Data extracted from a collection
== == ==

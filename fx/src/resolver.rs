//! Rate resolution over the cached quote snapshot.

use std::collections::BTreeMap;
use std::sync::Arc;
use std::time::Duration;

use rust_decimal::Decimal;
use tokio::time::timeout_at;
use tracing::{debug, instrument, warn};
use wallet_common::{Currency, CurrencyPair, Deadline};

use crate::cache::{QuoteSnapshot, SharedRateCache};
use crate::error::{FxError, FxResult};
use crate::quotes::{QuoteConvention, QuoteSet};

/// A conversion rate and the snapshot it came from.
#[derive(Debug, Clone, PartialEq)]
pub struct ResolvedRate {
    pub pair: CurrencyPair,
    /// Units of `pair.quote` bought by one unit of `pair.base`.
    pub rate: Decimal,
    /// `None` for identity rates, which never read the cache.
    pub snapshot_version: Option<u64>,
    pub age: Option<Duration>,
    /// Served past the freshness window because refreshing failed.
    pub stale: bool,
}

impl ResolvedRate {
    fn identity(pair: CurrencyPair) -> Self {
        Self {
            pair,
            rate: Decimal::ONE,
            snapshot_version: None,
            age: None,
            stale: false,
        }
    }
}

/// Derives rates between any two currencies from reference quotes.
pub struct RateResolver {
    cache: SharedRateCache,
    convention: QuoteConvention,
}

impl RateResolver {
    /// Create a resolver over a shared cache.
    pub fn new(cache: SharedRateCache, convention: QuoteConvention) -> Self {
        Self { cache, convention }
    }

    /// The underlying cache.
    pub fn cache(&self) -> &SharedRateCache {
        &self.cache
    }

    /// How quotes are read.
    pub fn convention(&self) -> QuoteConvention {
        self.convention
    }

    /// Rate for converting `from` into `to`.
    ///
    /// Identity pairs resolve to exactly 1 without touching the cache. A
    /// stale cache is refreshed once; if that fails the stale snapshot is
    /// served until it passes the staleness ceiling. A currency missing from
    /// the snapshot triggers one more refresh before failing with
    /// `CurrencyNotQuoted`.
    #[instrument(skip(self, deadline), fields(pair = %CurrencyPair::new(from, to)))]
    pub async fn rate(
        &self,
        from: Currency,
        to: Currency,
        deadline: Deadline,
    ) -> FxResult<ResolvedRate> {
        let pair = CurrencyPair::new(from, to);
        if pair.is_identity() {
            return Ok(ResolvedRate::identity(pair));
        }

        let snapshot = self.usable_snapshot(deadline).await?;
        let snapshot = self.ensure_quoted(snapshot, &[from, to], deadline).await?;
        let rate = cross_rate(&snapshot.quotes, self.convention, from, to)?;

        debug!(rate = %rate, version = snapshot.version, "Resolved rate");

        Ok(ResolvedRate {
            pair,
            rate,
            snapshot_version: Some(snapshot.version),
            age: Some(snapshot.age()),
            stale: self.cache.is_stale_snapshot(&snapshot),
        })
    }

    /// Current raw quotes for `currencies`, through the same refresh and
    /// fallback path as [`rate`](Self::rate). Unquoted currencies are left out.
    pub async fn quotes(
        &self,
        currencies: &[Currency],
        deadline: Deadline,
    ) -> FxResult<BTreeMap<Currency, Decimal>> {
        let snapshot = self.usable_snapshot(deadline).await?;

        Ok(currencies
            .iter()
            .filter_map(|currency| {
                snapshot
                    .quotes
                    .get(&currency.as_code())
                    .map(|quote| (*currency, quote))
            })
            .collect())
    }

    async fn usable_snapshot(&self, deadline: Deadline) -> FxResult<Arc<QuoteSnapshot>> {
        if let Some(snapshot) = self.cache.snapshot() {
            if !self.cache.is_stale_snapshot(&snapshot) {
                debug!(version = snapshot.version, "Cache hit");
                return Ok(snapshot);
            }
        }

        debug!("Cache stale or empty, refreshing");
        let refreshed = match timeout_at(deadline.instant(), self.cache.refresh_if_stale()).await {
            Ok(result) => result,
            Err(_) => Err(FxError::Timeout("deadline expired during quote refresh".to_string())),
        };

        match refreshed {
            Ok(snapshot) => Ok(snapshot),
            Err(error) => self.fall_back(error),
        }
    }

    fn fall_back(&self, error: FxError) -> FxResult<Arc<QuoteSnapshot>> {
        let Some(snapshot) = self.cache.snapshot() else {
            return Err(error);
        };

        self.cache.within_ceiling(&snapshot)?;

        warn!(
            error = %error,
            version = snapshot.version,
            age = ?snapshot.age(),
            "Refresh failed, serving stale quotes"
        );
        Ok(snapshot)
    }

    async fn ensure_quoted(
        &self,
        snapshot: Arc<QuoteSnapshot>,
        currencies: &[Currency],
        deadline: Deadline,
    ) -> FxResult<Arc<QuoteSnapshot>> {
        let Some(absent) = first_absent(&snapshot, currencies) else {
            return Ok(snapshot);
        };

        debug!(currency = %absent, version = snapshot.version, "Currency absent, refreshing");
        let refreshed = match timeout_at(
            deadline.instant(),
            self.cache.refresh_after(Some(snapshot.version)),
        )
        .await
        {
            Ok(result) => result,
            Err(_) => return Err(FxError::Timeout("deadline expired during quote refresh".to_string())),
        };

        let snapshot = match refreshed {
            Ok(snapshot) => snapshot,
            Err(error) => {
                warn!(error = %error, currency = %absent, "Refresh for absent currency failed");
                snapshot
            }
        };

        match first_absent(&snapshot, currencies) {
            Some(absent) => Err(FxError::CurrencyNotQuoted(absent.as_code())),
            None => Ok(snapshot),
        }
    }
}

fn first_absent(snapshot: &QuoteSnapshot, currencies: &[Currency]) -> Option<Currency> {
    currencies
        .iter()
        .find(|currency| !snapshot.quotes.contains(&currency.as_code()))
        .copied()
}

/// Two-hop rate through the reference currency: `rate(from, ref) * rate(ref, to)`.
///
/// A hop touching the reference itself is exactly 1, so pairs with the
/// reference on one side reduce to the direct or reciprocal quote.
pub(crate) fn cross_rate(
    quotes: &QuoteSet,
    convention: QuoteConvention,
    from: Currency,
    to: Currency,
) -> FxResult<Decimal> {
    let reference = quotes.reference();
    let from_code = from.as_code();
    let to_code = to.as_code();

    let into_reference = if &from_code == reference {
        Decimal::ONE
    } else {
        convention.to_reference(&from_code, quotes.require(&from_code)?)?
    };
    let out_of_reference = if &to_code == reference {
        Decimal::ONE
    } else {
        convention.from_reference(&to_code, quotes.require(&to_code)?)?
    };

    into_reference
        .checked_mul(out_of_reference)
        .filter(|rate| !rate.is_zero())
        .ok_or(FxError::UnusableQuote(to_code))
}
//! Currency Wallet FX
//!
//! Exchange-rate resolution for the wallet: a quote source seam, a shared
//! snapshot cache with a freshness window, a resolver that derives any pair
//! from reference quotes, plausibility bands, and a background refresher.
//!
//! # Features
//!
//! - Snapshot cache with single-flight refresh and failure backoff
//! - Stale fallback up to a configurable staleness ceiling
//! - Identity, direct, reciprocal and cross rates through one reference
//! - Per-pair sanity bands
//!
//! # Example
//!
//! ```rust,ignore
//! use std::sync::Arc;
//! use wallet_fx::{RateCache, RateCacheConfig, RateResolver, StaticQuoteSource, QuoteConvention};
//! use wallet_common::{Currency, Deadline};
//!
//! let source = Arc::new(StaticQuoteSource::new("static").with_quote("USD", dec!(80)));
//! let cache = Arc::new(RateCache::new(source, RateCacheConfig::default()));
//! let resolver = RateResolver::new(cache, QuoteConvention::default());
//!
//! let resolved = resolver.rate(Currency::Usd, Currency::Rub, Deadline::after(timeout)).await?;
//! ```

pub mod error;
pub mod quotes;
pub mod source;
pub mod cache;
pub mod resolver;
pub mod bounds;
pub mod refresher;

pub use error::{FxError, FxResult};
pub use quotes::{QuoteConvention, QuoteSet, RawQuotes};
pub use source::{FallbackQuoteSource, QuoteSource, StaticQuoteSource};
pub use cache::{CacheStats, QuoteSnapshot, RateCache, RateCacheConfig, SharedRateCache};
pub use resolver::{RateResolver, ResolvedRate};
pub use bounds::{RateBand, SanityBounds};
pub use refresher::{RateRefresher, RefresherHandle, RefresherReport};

== == ==

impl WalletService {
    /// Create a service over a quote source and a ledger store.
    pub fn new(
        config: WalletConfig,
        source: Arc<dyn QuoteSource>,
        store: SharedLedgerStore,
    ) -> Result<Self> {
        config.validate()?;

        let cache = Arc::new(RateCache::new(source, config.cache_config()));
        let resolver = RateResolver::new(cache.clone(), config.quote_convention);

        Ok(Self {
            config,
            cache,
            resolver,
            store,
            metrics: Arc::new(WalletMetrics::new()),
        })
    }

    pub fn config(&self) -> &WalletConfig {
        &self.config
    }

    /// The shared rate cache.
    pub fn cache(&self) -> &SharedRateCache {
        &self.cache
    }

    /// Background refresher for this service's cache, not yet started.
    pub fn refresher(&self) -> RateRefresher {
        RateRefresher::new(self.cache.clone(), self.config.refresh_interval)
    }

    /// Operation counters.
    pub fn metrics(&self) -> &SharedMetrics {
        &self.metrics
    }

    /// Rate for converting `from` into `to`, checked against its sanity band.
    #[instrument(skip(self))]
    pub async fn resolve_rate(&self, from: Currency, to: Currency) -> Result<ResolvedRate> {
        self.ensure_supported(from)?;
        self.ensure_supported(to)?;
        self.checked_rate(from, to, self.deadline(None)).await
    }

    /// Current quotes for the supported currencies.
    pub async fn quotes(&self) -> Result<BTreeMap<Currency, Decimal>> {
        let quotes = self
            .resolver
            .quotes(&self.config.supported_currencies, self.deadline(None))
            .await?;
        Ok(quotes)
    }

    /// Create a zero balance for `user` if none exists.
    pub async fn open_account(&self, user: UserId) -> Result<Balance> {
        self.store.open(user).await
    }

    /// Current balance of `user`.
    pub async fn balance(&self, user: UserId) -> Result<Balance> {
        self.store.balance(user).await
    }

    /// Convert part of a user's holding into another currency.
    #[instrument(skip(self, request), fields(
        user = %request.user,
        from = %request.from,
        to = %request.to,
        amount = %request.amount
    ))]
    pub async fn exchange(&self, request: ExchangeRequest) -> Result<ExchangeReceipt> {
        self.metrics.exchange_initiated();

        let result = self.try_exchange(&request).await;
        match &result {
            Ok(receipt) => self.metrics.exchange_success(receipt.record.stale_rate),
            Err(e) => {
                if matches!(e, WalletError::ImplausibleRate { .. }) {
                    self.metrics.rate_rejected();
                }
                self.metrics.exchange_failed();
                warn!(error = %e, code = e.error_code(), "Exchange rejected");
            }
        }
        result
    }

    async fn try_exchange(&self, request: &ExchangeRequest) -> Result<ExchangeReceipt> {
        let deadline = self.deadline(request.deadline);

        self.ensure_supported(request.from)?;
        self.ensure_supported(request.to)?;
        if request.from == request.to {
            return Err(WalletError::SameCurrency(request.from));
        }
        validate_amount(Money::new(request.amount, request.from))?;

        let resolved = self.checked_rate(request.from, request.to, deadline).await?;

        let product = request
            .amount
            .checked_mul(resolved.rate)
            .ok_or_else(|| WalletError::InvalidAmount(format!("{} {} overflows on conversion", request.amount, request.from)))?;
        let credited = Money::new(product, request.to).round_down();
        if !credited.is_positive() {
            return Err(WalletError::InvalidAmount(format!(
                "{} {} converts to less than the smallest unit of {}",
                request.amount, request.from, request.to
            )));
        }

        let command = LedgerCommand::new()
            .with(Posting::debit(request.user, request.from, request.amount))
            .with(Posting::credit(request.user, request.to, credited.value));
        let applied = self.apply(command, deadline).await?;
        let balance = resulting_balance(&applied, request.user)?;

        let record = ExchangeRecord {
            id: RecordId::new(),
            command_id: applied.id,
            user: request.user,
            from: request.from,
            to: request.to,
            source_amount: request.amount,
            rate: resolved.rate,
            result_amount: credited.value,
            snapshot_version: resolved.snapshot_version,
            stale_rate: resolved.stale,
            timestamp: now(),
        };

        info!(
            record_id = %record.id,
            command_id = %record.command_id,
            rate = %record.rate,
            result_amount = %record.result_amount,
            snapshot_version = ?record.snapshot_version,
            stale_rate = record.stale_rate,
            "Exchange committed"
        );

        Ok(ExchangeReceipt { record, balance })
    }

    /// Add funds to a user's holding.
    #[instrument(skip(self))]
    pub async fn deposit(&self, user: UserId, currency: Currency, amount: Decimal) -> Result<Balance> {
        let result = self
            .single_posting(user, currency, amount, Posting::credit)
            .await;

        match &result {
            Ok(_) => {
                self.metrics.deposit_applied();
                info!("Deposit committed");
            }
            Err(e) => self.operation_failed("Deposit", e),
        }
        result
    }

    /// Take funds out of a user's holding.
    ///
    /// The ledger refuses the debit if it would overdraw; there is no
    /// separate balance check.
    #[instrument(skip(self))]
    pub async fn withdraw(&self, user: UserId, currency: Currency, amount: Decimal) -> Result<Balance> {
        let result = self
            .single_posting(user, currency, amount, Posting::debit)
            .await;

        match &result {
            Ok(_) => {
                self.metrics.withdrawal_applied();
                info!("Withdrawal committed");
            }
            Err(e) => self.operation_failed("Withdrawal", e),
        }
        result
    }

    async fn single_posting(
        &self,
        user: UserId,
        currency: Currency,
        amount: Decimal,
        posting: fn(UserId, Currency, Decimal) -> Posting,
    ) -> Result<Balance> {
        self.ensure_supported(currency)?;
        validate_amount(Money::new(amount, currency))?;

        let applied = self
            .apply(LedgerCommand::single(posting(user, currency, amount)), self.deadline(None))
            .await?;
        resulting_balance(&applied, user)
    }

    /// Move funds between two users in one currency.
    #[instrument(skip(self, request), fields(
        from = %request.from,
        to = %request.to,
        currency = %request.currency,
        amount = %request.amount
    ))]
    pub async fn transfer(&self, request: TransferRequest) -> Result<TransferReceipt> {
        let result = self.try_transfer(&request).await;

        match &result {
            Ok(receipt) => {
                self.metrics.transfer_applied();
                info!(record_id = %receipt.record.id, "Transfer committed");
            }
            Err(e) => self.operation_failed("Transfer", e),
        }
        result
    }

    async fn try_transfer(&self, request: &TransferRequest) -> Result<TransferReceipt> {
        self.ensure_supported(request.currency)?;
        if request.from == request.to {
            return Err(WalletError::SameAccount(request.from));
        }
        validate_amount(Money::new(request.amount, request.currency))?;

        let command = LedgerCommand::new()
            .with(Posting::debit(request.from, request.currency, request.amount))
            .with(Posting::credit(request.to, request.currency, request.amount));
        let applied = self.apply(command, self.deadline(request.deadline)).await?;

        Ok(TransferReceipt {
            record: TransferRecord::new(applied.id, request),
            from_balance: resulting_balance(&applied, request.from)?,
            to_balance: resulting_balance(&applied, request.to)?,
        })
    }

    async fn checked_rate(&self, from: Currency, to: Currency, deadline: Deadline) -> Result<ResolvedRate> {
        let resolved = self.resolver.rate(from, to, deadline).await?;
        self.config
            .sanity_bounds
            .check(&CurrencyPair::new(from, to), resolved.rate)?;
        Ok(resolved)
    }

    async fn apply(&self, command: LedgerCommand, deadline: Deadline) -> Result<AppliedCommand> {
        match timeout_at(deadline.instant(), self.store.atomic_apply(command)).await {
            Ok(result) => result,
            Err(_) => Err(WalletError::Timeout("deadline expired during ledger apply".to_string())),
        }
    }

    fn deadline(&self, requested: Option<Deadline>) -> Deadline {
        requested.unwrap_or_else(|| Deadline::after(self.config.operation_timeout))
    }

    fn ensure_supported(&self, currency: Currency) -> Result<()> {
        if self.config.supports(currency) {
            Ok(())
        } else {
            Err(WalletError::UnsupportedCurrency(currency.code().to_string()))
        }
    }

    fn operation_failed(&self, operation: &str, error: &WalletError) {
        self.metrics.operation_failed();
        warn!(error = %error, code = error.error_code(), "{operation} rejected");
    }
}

== == ==

Search the entries above for the word "staleness", and copy every line where it occurs.

    /// served until it passes the staleness ceiling. A currency missing from
//! - Stale fallback up to a configurable staleness ceiling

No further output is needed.